Agents are looking into 13 unsolved bank robberies in Nebraska, Iowa, Ohio, Missouri, Wisconsin and Kansas to try to find links to McVeigh or others. Also, one source said, “it’s highly probable they’re involved in other robberies, including commercial and home invasions.” He declined to provide any details but emphasized that he was not talking about “street stickups.”

So far, the search for other criminal activities has concentrated in the Midwest but it will be extended to the Kingman, Ariz., area, where McVeigh lived and where investigators believe that the planning for the bombing may have occurred.

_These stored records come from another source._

// SSE client: parse a text/event-stream body into events

use async_trait::async_trait;
use bytes::Bytes;
use http::header::{HeaderMap, HeaderValue, ACCEPT, CACHE_CONTROL, CONTENT_TYPE};
use parking_lot::Mutex;
use serde::Deserialize;
use serde_json::Value;
use std::pin::Pin;
use std::sync::Arc;
use std::time::Duration;
use tokio_stream::{Stream, StreamExt};
use tokio_util::sync::CancellationToken;
use tracing::debug;

use super::{start, stop, ClientConfig, ClientCore, ClientTransport, ConnectionState, Handlers, Transport};
use crate::event::EventMessage;
use crate::{Result, TidewireError};

pub type ByteStream = Pin<Box<dyn Stream<Item = Result<Bytes>> + Send>>;

/// Opens the raw event-stream body.
#[async_trait]
pub trait SseConnector: Send + Sync + 'static {
    /// `last_event_id` is the id of the last event seen on a previous connection.
    async fn connect(&self, last_event_id: Option<String>) -> Result<ByteStream>;
}

/// [`SseConnector`] over HTTP GET.
pub struct HttpSseConnector {
    client: reqwest::Client,
    url: String,
    headers: HeaderMap,
}

impl HttpSseConnector {
    pub fn new(url: impl Into<String>) -> Self {
        Self {
            client: reqwest::Client::new(),
            url: url.into(),
            headers: HeaderMap::new(),
        }
    }

    pub fn with_headers(mut self, headers: HeaderMap) -> Self {
        self.headers = headers;
        self
    }
}

#[async_trait]
impl SseConnector for HttpSseConnector {
    async fn connect(&self, last_event_id: Option<String>) -> Result<ByteStream> {
        let mut request = self
            .client
            .get(&self.url)
            .headers(self.headers.clone())
            .header(ACCEPT, "text/event-stream")
            .header(CACHE_CONTROL, "no-cache");
        if let Some(id) = last_event_id {
            request = request.header("last-event-id", id);
        }

        let response = request.send().await.map_err(transport_error)?;
        let status = response.status();
        if !status.is_success() {
            return Err(TidewireError::Transport(format!("unexpected status {}", status)));
        }
        let is_event_stream = response
            .headers()
            .get(CONTENT_TYPE)
            .and_then(|v: &HeaderValue| v.to_str().ok())
            .map(|v| v.starts_with("text/event-stream"))
            .unwrap_or(false);
        if !is_event_stream {
            return Err(TidewireError::Transport(
                "response is not text/event-stream".to_string(),
            ));
        }

        Ok(Box::pin(
            response.bytes_stream().map(|chunk| chunk.map_err(transport_error)),
        ))
    }
}

fn transport_error(e: reqwest::Error) -> TidewireError {
    TidewireError::Transport(e.to_string())
}

/// One dispatched event-stream block.
#[derive(Debug, Clone, PartialEq, Default)]
pub struct SseFrame {
    pub id: Option<String>,
    pub event: String,
    pub data: String,
    pub retry: Option<u64>,
}

/// Longest line [`SseParser`] buffers before giving up on the stream.
pub const MAX_LINE_BYTES: usize = 1024 * 1024;

/// Incremental event-stream parser. Chunks may split lines or UTF-8 sequences.
#[derive(Debug)]
pub struct SseParser {
    buffer: Vec<u8>,
    // Bytes of `buffer` already searched for a newline
    scanned: usize,
    max_line: usize,
    last_id: Option<String>,
    event: Option<String>,
    data: Vec<String>,
    retry: Option<u64>,
}

impl Default for SseParser {
    fn default() -> Self {
        Self::with_max_line(MAX_LINE_BYTES)
    }
}

impl SseParser {
    pub fn new() -> Self {
        Self::default()
    }

    pub fn with_max_line(max_line: usize) -> Self {
        Self {
            buffer: Vec::new(),
            scanned: 0,
            max_line,
            last_id: None,
            event: None,
            data: Vec::new(),
            retry: None,
        }
    }

    /// Consume a chunk and return the blocks it completed.
    ///
    /// Fails when a single line grows past the configured maximum.
    pub fn feed(&mut self, chunk: &[u8]) -> Result<Vec<SseFrame>> {
        self.buffer.extend_from_slice(chunk);
        let mut frames = Vec::new();
        let mut start = 0;
        while let Some(offset) = self.buffer[self.scanned..].iter().position(|b| *b == b'\n') {
            let end = self.scanned + offset;
            let mut line = &self.buffer[start..end];
            if line.last() == Some(&b'\r') {
                line = &line[..line.len() - 1];
            }
            let line = String::from_utf8_lossy(line).into_owned();
            start = end + 1;
            self.scanned = start;
            if let Some(frame) = self.line(&line) {
                frames.push(frame);
            }
        }
        self.buffer.drain(..start);
        self.scanned = self.buffer.len();

        if self.buffer.len() > self.max_line {
            self.buffer.clear();
            self.scanned = 0;
            return Err(TidewireError::Transport(format!(
                "event-stream line exceeds {} bytes",
                self.max_line
            )));
        }
        Ok(frames)
    }

    fn line(&mut self, line: &str) -> Option<SseFrame> {
        if line.is_empty() {
            return self.dispatch();
        }
        if line.starts_with(':') {
            return None;
        }

        let (field, value) = match line.split_once(':') {
            Some((field, value)) => (field, value.strip_prefix(' ').unwrap_or(value)),
            None => (line, ""),
        };
        match field {
            "id" if !value.contains('\0') => self.last_id = Some(value.to_string()),
            "event" => self.event = Some(value.to_string()),
            "data" => self.data.push(value.to_string()),
            "retry" => {
                if let Ok(ms) = value.parse::<u64>() {
                    self.retry = Some(ms);
                }
            }
            _ => {}
        }
        None
    }

    fn dispatch(&mut self) -> Option<SseFrame> {
        let event = self.event.take();
        let retry = self.retry.take();
        if self.data.is_empty() {
            return None;
        }
        let data = std::mem::take(&mut self.data).join("\n");
        Some(SseFrame {
            id: self.last_id.clone(),
            event: event.unwrap_or_else(|| "message".to_string()),
            data,
            retry,
        })
    }
}

#[derive(Deserialize)]
struct DataLine {
    data: Value,
    timestamp: i64,
}

struct SseTransport {
    connector: Arc<dyn SseConnector>,
    last_event_id: Mutex<Option<String>>,
}

impl SseTransport {
    fn handle_frame(&self, frame: SseFrame, core: &ClientCore) {
        if let Some(id) = &frame.id {
            *self.last_event_id.lock() = Some(id.clone());
        }
        if let Some(retry) = frame.retry {
            core.set_retry_hint(Duration::from_millis(retry));
        }

        let line: DataLine = match serde_json::from_str(&frame.data) {
            Ok(line) => line,
            Err(e) => {
                core.emit_error(TidewireError::Transport(format!(
                    "malformed data for '{}': {}",
                    frame.event, e
                )));
                return;
            }
        };

        core.receive(EventMessage {
            id: frame.id.unwrap_or_default(),
            event: frame.event,
            data: line.data,
            timestamp: line.timestamp,
            retry: frame.retry,
        });
    }
}

#[async_trait]
impl Transport for SseTransport {
    type Link = ByteStream;

    async fn open(&self) -> Result<ByteStream> {
        let last_event_id = self.last_event_id.lock().clone();
        self.connector.connect(last_event_id).await
    }

    async fn pump(&self, mut body: ByteStream, core: &ClientCore, cancel: &CancellationToken) -> Result<()> {
        let mut parser = SseParser::new();
        loop {
            let chunk = tokio::select! {
                biased;
                _ = cancel.cancelled() => return Ok(()),
                chunk = body.next() => chunk,
            };
            match chunk {
                Some(Ok(bytes)) => {
                    for frame in parser.feed(&bytes)? {
                        self.handle_frame(frame, core);
                    }
                }
                Some(Err(e)) => return Err(e),
                None => {
                    debug!(target: "client", transport = "sse", "Event stream ended");
                    return Ok(());
                }
            }
        }
    }
}

/// Reconnecting Server-Sent Events client.
pub struct SseClient {
    core: Arc<ClientCore>,
    transport: Arc<SseTransport>,
}

impl SseClient {
    pub fn new(url: impl Into<String>, config: ClientConfig) -> Self {
        Self::with_connector(Arc::new(HttpSseConnector::new(url)), config)
    }

    pub fn with_connector(connector: Arc<dyn SseConnector>, config: ClientConfig) -> Self {
        Self {
            core: Arc::new(ClientCore::new("sse", config)),
            transport: Arc::new(SseTransport {
                connector,
                last_event_id: Mutex::new(None),
            }),
        }
    }

    /// Id of the last event received; sent as `Last-Event-ID` on reconnect.
    pub fn last_event_id(&self) -> Option<String> {
        self.transport.last_event_id.lock().clone()
    }

    pub fn reconnect_attempts(&self) -> u32 {
        self.core.attempts()
    }
}

impl ClientTransport for SseClient {
    fn connect(&self) {
        start(&self.core, &self.transport);
    }

    fn disconnect(&self) {
        stop(&self.core);
    }

    fn is_connected(&self) -> bool {
        self.core.is_connected()
    }

    fn state(&self) -> ConnectionState {
        self.core.state()
    }

    fn handlers(&self) -> &Arc<Handlers> {
        self.core.handlers()
    }
}

impl Drop for SseClient {
    fn drop(&mut self) {
        if let Some((cancel, _)) = self.core.driver.lock().take() {
            cancel.cancel();
        }
    }
}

The estimate that the alleged bombing conspiracy was planned for at least six months stems from receipts of ammonium nitrate purchases that investigators have linked to McVeigh and Nichols, although the purchaser or purchasers used aliases. One receipt, found in Nichols’ home in Herington, Kan., but with McVeigh’s fingerprints on it, is for a ton of the fertilizer substance and dates back to last fall, one source said.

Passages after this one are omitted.